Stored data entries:
%%

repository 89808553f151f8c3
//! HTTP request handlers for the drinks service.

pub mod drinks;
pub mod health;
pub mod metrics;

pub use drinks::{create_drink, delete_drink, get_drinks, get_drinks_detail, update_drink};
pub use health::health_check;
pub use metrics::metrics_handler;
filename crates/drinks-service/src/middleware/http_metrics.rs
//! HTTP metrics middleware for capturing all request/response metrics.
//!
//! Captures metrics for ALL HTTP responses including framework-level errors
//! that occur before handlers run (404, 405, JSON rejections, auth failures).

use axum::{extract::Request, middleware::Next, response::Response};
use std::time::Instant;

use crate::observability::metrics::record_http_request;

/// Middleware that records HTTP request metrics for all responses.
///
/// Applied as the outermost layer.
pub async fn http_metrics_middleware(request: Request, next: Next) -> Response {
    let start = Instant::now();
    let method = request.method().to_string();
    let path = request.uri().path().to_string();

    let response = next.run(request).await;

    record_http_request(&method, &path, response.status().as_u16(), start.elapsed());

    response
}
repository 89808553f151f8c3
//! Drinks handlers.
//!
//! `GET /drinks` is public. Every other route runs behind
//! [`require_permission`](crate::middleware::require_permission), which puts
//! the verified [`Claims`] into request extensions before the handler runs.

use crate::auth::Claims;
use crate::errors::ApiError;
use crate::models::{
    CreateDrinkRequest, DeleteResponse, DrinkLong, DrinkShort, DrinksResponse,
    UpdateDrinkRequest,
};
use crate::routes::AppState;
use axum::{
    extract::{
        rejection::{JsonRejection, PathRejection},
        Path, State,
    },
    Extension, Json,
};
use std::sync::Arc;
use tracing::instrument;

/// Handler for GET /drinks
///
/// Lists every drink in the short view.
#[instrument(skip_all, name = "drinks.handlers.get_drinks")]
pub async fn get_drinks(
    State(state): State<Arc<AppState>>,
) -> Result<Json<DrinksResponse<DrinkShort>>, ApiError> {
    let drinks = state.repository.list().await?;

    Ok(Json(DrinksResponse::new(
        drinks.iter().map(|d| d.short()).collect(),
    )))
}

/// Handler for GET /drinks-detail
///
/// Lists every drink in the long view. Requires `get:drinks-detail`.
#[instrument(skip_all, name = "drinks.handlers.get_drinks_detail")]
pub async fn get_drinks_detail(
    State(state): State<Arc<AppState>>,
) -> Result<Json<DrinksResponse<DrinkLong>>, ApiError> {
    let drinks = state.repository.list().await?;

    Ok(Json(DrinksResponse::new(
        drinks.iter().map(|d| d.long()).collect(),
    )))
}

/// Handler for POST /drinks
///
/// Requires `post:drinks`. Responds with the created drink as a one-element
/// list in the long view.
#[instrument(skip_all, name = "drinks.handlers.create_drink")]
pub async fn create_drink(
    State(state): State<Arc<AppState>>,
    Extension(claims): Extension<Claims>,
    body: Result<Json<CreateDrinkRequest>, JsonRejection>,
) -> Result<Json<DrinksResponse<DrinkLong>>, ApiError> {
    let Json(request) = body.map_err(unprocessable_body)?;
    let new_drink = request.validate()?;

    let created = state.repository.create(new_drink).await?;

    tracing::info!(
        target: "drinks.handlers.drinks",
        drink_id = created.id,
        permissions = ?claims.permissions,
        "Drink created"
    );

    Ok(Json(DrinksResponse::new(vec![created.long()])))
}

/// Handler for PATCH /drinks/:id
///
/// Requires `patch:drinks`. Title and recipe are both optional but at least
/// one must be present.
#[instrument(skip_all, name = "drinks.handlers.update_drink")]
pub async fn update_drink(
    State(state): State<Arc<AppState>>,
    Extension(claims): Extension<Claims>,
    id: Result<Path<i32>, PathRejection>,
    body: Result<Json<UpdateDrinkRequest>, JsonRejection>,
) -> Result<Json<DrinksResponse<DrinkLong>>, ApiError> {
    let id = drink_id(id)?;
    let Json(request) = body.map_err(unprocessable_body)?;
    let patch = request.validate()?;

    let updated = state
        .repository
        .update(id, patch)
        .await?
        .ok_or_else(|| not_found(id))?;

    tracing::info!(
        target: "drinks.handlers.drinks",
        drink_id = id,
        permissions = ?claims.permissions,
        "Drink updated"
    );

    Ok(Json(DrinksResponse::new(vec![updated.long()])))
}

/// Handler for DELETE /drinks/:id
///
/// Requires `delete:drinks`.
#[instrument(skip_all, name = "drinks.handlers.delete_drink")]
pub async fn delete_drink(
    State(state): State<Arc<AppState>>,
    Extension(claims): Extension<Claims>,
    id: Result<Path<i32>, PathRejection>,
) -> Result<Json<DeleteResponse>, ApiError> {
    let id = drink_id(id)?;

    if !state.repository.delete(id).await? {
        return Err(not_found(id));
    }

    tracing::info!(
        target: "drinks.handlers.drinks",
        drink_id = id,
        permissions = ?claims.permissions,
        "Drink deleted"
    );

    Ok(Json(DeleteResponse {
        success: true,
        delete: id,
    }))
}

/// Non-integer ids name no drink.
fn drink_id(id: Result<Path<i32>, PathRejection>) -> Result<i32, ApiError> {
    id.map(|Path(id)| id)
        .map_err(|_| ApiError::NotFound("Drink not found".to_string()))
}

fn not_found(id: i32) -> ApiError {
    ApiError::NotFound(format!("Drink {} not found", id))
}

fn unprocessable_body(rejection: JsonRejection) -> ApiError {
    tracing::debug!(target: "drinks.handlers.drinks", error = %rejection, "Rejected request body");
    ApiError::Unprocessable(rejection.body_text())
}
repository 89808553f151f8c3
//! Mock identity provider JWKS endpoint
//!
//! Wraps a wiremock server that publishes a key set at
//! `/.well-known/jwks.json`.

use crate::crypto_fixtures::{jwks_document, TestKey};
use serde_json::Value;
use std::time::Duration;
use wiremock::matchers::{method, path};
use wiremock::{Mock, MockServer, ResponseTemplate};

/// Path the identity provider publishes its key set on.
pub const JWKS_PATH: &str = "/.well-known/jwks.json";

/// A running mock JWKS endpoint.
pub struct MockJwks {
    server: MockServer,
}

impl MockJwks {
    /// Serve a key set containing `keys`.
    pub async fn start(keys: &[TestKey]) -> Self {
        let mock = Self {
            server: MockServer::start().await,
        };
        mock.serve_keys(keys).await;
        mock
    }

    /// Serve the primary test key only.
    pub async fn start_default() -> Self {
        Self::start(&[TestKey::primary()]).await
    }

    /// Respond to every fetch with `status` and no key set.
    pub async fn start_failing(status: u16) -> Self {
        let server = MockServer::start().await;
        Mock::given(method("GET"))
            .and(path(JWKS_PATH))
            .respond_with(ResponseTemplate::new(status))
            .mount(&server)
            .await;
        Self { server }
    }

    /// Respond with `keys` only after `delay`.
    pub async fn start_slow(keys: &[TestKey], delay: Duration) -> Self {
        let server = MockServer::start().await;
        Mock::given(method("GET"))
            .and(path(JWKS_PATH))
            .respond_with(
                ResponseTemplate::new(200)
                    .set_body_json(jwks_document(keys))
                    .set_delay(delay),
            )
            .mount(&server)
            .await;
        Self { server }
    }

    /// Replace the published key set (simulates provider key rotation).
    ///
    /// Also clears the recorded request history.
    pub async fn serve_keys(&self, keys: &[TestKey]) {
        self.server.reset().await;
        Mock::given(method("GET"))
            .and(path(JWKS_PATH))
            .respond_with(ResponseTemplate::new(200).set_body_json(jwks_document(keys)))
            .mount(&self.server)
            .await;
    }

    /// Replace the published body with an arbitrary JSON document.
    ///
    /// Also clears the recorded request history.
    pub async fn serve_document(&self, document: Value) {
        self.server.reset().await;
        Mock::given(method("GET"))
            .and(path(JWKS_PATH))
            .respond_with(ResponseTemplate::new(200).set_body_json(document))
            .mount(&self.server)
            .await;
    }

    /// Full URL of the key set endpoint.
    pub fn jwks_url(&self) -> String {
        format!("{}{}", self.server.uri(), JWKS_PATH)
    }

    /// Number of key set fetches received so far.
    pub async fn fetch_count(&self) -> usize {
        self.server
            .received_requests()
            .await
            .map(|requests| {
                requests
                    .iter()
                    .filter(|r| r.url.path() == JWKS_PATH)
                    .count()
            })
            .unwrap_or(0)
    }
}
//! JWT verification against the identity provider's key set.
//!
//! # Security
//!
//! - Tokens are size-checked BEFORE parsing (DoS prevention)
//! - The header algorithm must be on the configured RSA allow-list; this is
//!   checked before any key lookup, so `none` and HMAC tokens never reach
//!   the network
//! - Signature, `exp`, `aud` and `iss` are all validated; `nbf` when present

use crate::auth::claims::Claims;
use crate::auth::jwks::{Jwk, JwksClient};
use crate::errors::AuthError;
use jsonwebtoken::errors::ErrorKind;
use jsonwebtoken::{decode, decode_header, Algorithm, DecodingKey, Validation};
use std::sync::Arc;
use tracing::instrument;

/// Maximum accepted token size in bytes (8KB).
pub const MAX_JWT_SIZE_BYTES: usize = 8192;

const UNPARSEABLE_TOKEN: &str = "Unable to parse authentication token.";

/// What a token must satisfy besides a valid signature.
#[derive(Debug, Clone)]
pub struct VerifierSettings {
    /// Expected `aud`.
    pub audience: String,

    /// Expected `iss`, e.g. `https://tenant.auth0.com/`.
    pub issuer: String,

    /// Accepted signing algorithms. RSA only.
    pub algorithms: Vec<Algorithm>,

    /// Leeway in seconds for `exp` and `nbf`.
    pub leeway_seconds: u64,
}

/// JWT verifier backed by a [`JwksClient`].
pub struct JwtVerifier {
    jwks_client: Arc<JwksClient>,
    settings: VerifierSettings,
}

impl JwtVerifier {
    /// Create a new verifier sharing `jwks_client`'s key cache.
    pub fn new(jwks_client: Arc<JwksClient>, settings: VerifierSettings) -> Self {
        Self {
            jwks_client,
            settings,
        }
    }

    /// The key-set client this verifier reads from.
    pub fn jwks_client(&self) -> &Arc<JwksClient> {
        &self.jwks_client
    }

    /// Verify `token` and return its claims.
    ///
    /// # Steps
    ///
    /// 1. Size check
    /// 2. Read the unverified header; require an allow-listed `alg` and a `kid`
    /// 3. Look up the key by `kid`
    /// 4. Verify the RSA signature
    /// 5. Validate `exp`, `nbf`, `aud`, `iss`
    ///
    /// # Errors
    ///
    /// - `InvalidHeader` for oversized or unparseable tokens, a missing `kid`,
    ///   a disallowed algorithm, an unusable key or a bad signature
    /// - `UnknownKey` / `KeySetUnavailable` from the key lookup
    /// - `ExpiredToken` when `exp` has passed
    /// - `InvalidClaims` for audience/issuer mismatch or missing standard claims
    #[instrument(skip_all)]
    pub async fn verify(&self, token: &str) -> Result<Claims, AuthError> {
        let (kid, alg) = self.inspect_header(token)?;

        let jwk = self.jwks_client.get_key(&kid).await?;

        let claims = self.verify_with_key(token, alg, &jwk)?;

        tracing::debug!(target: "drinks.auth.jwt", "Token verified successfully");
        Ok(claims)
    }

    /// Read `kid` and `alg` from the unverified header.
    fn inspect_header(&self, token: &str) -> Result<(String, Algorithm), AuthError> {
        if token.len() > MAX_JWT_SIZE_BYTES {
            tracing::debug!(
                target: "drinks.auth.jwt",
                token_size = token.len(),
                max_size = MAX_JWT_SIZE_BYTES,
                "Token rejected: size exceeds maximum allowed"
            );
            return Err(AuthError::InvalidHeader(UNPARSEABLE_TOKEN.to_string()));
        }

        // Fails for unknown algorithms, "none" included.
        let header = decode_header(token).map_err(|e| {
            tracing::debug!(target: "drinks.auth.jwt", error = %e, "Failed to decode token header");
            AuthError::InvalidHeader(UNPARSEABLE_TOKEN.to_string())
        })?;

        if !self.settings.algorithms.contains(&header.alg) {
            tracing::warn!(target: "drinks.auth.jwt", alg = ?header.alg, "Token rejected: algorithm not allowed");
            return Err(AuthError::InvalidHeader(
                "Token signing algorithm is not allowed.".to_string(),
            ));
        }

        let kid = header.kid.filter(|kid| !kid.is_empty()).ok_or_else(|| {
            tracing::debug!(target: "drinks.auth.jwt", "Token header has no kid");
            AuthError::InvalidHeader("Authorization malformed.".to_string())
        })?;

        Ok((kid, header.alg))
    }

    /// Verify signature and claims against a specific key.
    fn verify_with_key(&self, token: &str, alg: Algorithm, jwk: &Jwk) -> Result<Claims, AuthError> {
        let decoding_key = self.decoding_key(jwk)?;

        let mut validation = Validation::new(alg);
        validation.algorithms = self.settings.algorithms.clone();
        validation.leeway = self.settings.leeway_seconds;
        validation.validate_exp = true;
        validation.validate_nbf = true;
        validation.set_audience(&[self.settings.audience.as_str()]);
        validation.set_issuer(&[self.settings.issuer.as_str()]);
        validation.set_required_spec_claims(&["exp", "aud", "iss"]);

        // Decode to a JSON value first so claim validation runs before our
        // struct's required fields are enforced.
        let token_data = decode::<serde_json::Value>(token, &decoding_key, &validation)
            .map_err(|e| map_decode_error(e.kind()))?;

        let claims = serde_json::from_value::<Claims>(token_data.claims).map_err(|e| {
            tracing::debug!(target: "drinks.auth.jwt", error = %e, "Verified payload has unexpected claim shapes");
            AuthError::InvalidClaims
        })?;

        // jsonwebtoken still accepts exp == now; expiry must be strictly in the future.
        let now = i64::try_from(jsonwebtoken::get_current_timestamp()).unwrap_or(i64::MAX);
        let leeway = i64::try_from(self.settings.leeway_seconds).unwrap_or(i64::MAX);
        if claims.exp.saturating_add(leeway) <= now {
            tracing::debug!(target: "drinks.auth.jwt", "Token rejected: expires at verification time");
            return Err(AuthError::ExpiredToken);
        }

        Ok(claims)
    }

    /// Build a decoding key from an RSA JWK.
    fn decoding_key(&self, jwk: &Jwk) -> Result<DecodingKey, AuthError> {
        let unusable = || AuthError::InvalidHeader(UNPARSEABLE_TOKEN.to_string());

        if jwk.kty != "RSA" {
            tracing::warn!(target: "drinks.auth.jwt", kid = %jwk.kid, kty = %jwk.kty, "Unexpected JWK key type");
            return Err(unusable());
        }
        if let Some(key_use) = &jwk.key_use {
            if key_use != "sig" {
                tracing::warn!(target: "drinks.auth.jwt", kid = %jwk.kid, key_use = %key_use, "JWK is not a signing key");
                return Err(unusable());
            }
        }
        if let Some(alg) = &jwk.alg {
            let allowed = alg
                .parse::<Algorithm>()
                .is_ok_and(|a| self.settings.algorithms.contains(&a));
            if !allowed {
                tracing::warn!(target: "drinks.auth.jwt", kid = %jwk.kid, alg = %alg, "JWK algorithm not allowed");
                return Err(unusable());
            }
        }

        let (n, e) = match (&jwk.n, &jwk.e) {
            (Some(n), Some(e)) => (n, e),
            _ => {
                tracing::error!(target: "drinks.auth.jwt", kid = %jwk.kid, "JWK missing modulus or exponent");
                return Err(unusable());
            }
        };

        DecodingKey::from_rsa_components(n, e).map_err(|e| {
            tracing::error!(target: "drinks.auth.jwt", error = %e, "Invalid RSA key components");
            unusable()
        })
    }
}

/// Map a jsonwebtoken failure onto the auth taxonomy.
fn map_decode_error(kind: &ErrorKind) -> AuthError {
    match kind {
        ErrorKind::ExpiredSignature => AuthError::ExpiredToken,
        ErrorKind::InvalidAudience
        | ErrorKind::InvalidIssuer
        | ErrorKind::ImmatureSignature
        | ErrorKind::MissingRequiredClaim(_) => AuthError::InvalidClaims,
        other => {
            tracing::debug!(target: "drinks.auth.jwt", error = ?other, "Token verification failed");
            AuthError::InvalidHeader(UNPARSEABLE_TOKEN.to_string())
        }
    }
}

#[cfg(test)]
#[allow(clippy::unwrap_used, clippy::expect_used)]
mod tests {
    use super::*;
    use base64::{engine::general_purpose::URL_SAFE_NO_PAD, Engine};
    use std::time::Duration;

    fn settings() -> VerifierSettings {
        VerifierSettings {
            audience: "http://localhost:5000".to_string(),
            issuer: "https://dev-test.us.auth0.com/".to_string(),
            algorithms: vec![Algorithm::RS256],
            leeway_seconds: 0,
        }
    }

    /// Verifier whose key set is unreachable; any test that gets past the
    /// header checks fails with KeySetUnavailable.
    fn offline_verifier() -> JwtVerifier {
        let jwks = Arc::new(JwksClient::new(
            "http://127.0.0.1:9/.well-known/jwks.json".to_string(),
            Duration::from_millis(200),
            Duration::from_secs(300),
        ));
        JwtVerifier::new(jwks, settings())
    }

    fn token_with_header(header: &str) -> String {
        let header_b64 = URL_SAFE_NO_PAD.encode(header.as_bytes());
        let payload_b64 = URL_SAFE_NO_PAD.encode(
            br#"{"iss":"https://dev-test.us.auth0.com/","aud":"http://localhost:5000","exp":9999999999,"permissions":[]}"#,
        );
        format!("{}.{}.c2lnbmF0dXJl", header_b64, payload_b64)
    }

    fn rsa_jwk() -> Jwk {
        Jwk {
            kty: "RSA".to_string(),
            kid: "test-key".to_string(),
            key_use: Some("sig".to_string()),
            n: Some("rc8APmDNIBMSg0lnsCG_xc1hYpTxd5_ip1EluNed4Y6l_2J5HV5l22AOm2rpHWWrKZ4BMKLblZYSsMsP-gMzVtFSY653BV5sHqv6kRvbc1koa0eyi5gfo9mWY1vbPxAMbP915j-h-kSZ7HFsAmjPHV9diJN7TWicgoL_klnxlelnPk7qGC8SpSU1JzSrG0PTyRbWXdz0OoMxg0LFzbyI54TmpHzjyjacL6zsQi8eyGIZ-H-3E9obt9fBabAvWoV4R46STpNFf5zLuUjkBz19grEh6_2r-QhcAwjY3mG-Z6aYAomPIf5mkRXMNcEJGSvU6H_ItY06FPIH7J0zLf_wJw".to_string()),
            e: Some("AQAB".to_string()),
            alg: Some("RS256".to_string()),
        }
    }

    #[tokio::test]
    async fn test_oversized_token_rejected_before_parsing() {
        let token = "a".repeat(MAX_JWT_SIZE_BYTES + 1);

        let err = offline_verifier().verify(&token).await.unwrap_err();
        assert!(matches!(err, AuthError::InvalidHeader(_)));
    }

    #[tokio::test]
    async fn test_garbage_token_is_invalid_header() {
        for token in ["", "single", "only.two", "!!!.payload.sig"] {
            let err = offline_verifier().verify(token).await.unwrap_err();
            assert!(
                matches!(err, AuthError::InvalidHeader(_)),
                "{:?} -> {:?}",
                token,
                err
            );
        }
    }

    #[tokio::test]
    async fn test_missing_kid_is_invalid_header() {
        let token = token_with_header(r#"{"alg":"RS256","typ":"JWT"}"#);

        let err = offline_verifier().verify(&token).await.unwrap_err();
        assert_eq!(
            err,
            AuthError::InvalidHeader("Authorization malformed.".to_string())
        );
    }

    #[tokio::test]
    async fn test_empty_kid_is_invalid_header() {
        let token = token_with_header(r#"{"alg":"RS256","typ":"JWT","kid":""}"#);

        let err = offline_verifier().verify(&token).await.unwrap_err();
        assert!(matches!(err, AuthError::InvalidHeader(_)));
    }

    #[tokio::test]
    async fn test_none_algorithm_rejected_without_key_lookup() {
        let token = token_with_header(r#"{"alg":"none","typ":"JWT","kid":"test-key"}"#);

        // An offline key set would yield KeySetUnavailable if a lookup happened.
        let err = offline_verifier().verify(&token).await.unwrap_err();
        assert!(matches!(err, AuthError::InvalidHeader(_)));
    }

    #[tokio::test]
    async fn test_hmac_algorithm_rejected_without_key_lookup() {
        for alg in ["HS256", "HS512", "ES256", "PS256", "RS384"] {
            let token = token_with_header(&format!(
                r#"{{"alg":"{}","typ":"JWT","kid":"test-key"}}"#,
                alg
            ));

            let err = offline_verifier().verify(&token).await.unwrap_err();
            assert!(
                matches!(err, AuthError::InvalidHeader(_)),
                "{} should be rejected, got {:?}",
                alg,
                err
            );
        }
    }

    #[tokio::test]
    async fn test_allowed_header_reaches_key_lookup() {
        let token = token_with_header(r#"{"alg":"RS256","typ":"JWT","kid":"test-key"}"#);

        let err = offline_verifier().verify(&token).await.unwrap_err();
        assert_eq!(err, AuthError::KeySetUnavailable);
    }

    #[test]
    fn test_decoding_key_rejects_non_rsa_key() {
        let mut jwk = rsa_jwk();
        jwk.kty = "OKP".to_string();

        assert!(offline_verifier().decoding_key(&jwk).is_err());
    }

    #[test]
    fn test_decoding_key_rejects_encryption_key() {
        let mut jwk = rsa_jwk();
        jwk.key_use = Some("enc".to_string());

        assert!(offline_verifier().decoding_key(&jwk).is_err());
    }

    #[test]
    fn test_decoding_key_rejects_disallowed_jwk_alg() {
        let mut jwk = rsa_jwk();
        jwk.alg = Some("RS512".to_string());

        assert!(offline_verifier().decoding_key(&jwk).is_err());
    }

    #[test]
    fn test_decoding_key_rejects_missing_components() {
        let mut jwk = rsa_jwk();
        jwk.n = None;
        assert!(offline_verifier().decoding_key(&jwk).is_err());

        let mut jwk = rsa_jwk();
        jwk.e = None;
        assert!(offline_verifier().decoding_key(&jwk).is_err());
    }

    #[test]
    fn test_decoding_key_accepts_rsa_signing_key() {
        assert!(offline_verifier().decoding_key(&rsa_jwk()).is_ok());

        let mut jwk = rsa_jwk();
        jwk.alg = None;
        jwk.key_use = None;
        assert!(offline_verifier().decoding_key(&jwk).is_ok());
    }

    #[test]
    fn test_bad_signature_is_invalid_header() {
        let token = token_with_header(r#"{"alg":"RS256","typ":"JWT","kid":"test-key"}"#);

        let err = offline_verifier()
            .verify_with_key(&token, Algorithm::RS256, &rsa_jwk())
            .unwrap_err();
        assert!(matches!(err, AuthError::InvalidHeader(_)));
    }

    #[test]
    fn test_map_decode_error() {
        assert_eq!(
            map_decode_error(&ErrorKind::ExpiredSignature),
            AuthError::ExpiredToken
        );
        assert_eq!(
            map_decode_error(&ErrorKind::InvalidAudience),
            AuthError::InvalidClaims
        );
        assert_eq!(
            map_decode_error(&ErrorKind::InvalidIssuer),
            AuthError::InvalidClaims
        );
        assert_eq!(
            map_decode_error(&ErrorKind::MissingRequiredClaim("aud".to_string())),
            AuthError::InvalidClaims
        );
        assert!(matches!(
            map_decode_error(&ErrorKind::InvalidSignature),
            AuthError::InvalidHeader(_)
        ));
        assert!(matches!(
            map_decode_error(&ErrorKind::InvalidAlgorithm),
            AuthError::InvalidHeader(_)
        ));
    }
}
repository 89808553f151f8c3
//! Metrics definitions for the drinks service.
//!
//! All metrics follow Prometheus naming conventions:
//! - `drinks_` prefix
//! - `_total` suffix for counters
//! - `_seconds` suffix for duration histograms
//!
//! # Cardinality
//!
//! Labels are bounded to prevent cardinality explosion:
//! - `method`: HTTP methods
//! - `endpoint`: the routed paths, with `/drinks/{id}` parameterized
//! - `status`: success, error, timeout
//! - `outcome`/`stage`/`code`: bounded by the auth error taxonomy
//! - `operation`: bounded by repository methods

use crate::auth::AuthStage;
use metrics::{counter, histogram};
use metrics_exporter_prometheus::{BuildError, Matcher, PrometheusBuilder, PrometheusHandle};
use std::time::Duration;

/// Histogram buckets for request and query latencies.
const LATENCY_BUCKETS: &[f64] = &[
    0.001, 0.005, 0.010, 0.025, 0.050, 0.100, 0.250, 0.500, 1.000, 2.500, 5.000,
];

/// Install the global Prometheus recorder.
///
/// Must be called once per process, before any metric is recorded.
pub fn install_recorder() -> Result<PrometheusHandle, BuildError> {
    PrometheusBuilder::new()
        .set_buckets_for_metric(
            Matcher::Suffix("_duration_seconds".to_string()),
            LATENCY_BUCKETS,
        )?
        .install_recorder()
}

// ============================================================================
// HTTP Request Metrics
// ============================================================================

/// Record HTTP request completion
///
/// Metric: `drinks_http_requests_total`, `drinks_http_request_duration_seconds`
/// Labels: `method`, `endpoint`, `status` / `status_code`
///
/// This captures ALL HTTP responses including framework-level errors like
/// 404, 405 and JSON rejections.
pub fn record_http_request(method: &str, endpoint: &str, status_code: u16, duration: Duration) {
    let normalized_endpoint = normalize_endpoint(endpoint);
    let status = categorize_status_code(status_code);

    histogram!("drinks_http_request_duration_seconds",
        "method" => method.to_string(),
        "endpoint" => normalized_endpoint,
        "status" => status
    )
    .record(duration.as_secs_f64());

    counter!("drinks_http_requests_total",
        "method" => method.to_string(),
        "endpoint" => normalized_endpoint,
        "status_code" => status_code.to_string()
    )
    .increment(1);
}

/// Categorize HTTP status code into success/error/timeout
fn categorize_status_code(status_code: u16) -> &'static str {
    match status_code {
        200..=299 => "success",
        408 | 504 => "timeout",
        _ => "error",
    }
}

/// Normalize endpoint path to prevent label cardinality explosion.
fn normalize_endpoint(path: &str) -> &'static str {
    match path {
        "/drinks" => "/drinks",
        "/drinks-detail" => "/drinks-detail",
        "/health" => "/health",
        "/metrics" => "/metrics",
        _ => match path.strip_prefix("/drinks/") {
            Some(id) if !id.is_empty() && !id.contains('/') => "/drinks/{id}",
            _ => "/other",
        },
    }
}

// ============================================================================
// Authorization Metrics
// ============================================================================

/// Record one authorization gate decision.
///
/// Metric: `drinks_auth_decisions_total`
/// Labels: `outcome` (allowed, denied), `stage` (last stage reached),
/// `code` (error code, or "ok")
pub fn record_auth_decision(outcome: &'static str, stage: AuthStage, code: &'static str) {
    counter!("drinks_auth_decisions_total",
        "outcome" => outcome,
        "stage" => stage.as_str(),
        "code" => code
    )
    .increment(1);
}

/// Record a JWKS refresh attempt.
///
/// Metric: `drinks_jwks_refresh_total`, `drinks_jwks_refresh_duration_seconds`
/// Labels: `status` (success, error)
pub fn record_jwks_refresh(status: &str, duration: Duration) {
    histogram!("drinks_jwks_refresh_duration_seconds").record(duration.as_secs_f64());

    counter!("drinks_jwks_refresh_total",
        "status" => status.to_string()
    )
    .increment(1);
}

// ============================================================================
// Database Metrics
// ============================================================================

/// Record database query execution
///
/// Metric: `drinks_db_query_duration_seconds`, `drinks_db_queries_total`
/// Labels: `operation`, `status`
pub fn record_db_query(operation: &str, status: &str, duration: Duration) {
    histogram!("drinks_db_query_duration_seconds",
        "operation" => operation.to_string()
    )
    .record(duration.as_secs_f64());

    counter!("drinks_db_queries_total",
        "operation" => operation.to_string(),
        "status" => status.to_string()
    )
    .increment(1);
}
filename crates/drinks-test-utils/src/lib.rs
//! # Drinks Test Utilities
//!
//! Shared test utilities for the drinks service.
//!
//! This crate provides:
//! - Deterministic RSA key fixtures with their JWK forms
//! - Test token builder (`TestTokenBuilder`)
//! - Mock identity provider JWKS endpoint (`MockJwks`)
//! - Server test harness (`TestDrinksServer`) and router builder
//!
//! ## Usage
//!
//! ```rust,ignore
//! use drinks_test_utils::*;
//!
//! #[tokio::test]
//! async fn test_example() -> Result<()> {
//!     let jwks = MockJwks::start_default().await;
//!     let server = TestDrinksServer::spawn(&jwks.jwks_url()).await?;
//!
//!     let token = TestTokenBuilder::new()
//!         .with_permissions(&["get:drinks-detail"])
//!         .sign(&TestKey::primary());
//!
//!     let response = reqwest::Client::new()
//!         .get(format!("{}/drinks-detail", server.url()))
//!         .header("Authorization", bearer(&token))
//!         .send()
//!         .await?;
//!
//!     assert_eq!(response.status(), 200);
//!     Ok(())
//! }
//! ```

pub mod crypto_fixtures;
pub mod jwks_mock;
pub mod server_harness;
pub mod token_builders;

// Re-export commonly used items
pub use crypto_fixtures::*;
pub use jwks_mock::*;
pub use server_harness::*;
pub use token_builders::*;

%%

Would you retype exactly the lines above, from the line with "pub fn jwks_client(&self)" to the line with "Look up the", with both end lines kept and nothing more?

- Answer to this exercise -
    pub fn jwks_client(&self) -> &Arc<JwksClient> {
        &self.jwks_client
    }

    /// Verify `token` and return its claims.
    ///
    /// # Steps
    ///
    /// 1. Size check
    /// 2. Read the unverified header; require an allow-listed `alg` and a `kid`
    /// 3. Look up the key by `kid`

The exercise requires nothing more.